Work to be completed → The full listing should be set down again without a single alteration.

Data supplied →

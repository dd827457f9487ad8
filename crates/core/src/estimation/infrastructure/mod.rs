pub mod face_detection_model;
pub mod facial_landmarks_model;
pub mod gaze_model;
pub mod head_pose_model;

Exercise output →
repository dd827457f9487ad8
filename crates/core/src/estimation/infrastructure/mod.rs
pub mod face_detection_model;
pub mod facial_landmarks_model;
pub mod gaze_model;
pub mod head_pose_model;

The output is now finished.